Directions for this task
Take the line that contains "assert!(!shared.contains(250));" as the first line and the last line of the records as the end. Please set down everything in that range exactly.

Dataset records Start Marker

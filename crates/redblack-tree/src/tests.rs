use super::prelude::*;

use rand::seq::SliceRandom;

fn build(keys: &[Key]) -> RbTree {
  let mut tree = RbTree::new();
  for &key in keys {
    tree.insert(key).unwrap();
  }
  tree
}

fn visits(tree: &RbTree) -> Vec<Visit> {
  let mut out = Vec::new();
  tree.walk(|visit| out.push(visit));
  out
}

fn v(key: Key, color: Color, depth: usize) -> Visit {
  Visit { key, color, depth }
}

#[test]
fn test_empty_tree() {
  let mut tree = RbTree::new();

  assert_eq!(tree.len(), 0);
  assert!(tree.is_empty());
  assert!(!tree.contains(7));
  assert_eq!(tree.remove(7), Err(RbError::NotFound));

  let stats = tree.check().unwrap();
  assert_eq!(stats.nodes(), 0);
  assert_eq!(stats.height(), 0);
  assert_eq!(stats.black_height(), 0);

  assert!(visits(&tree).is_empty());
}

#[test]
fn test_first_insert_is_black_root() {
  let tree = build(&[10]);

  assert_eq!(visits(&tree), vec![v(10, Color::Black, 0)]);

  let stats = tree.check().unwrap();
  assert_eq!(stats.nodes(), 1);
  assert_eq!(stats.height(), 1);
  assert_eq!(stats.black_height(), 1);
}

#[test]
fn test_insert_rotates_into_balance() {
  // Ascending run forces the zig-zig rotation on the third key.
  let tree = build(&[10, 20, 30]);

  assert_eq!(
    visits(&tree),
    vec![
      v(30, Color::Red, 1),
      v(20, Color::Black, 0),
      v(10, Color::Red, 1),
    ]
  );
  tree.check().unwrap();
}

#[test]
fn test_insert_recolors_on_red_uncle() {
  let tree = build(&[10, 20, 30, 5]);

  assert_eq!(
    visits(&tree),
    vec![
      v(30, Color::Black, 1),
      v(20, Color::Black, 0),
      v(10, Color::Black, 1),
      v(5, Color::Red, 2),
    ]
  );
  tree.check().unwrap();
}

#[test]
fn test_duplicate_insert_leaves_tree_untouched() {
  let mut tree = build(&[10, 20, 30, 5]);
  let before = visits(&tree);
  let stats_before = tree.check().unwrap();

  assert_eq!(tree.insert(10), Err(RbError::Duplicate));
  assert_eq!(tree.insert(5), Err(RbError::Duplicate));

  assert_eq!(tree.len(), 4);
  assert_eq!(visits(&tree), before);
  assert_eq!(tree.check().unwrap(), stats_before);
}

#[test]
fn test_contains_hits_and_misses() {
  let tree = build(&[8, 3, 13, 1, 6, 11, 17]);

  for key in [8, 3, 13, 1, 6, 11, 17] {
    assert!(tree.contains(key));
  }
  for key in [0, 2, 7, 9, 18, -5] {
    assert!(!tree.contains(key));
  }
}

#[test]
fn test_remove_red_leaf() {
  let mut tree = build(&[10, 20, 30]);

  tree.remove(10).unwrap();

  assert_eq!(
    visits(&tree),
    vec![v(30, Color::Red, 1), v(20, Color::Black, 0)]
  );
  tree.check().unwrap();
}

#[test]
fn test_remove_node_with_single_child() {
  let mut tree = build(&[10, 20, 30, 40]);

  // 30 is black with a lone red child; the child is spliced in and
  // blackened.
  tree.remove(30).unwrap();

  assert_eq!(
    visits(&tree),
    vec![
      v(40, Color::Black, 1),
      v(20, Color::Black, 0),
      v(10, Color::Black, 1),
    ]
  );
  assert!(!tree.contains(30));
  tree.check().unwrap();
}

#[test]
fn test_remove_root_swaps_in_successor() {
  let mut tree = build(&[10, 20, 30, 5]);

  // The root has two children, so its in-order successor 30 takes over the
  // slot and the physical unlink happens at a black leaf.
  tree.remove(20).unwrap();

  assert!(!tree.contains(20));
  assert!(tree.contains(30));
  assert_eq!(tree.len(), 3);
  assert_eq!(
    visits(&tree),
    vec![
      v(30, Color::Black, 1),
      v(10, Color::Black, 0),
      v(5, Color::Black, 1),
    ]
  );
  tree.check().unwrap();
}

#[test]
fn test_remove_black_leaf_recolors_sibling() {
  let mut tree = build(&[10, 20, 30, 5]);
  tree.remove(5).unwrap();

  // Both children of the root are black leaves now; taking one forces the
  // sibling to turn red.
  tree.remove(10).unwrap();

  assert_eq!(
    visits(&tree),
    vec![v(30, Color::Red, 1), v(20, Color::Black, 0)]
  );
  tree.check().unwrap();
}

#[test]
fn test_remove_with_red_sibling() {
  let mut tree = build(&[10, 20, 30, 25, 35, 40]);

  // 10 is a black leaf whose sibling subtree is red; the fixup first
  // rotates the sibling up, then resolves against the new black sibling.
  tree.remove(10).unwrap();

  assert_eq!(
    visits(&tree),
    vec![
      v(40, Color::Red, 2),
      v(35, Color::Black, 1),
      v(30, Color::Black, 0),
      v(25, Color::Red, 2),
      v(20, Color::Black, 1),
    ]
  );
  assert_eq!(tree.len(), 5);
  tree.check().unwrap();
}

#[test]
fn test_remove_missing_key() {
  let mut tree = build(&[10, 20, 30]);
  let before = visits(&tree);

  assert_eq!(tree.remove(15), Err(RbError::NotFound));
  assert_eq!(tree.remove(-3), Err(RbError::NotFound));

  assert_eq!(tree.len(), 3);
  assert_eq!(visits(&tree), before);
}

#[test]
fn test_remove_then_absent_in_bulk() {
  let keys: Vec<Key> = (1..=64).collect();
  let mut tree = build(&keys);

  for key in (2..=64).step_by(2) {
    tree.remove(key).unwrap();
    tree.check().unwrap();
  }

  assert_eq!(tree.len(), 32);
  for key in (1..=64).step_by(2) {
    assert!(tree.contains(key));
  }
  for key in (2..=64).step_by(2) {
    assert!(!tree.contains(key));
  }
}

#[test]
fn test_clear_empties_and_rebuilds() {
  let mut tree = build(&[4, 2, 6, 1, 3, 5, 7]);

  tree.clear();
  assert!(tree.is_empty());
  assert_eq!(tree.check().unwrap().nodes(), 0);

  // Clearing an empty tree is a no-op, not an error.
  tree.clear();
  assert!(tree.is_empty());

  tree.insert(42).unwrap();
  assert!(tree.contains(42));
  assert_eq!(tree.len(), 1);
  tree.check().unwrap();
}

#[test]
fn test_height_stays_logarithmic() {
  let keys: Vec<Key> = (1..=1000).collect();
  let tree = build(&keys);

  let stats = tree.check().unwrap();
  assert_eq!(stats.nodes(), 1000);

  let bound = 2.0 * 1001f64.log2();
  assert!(
    (stats.height() as f64) <= bound,
    "height {} exceeds {bound}",
    stats.height()
  );
}

#[test]
fn test_randomized_churn_preserves_invariants() {
  let mut rng = rand::rng();
  let mut keys: Vec<Key> = (0..400).collect();
  keys.shuffle(&mut rng);

  let mut tree = RbTree::new();
  for (index, &key) in keys.iter().enumerate() {
    tree.insert(key).unwrap();
    if index % 100 == 99 {
      tree.check().unwrap();
    }
  }
  assert_eq!(tree.len(), 400);

  let (gone, kept) = keys.split_at(200);
  let mut gone = gone.to_vec();
  gone.shuffle(&mut rng);
  for (index, &key) in gone.iter().enumerate() {
    tree.remove(key).unwrap();
    if index % 50 == 49 {
      tree.check().unwrap();
    }
  }
  tree.check().unwrap();
  assert_eq!(tree.len(), 200);

  for &key in &gone {
    assert!(!tree.contains(key));
  }
  for &key in kept {
    assert!(tree.contains(key));
  }
}

#[test]
fn test_shared_tree_across_threads() {
  let shared = SharedTree::new();

  std::thread::scope(|scope| {
    for worker in 0..4i64 {
      let shared = &shared;
      scope.spawn(move || {
        for key in (worker * 100)..(worker * 100 + 100) {
          shared.insert(key).unwrap();
        }
      });
    }
  });

  assert_eq!(shared.len(), 400);
  shared.check().unwrap();

  let mut seen = Vec::new();
  shared.walk(|visit| seen.push(visit.key));
  let descending: Vec<Key> = (0..400).rev().collect();
  assert_eq!(seen, descending);

  shared.remove(250).unwrap();
  assert!(!shared.contains(250));
  assert_eq!(shared.remove(250), Err(RbError::NotFound));

  shared.clear();
  assert!(shared.is_empty());
}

Dataset records End Marker

Answer to the exercise
  assert!(!shared.contains(250));
  assert_eq!(shared.remove(250), Err(RbError::NotFound));

  shared.clear();
  assert!(shared.is_empty());
}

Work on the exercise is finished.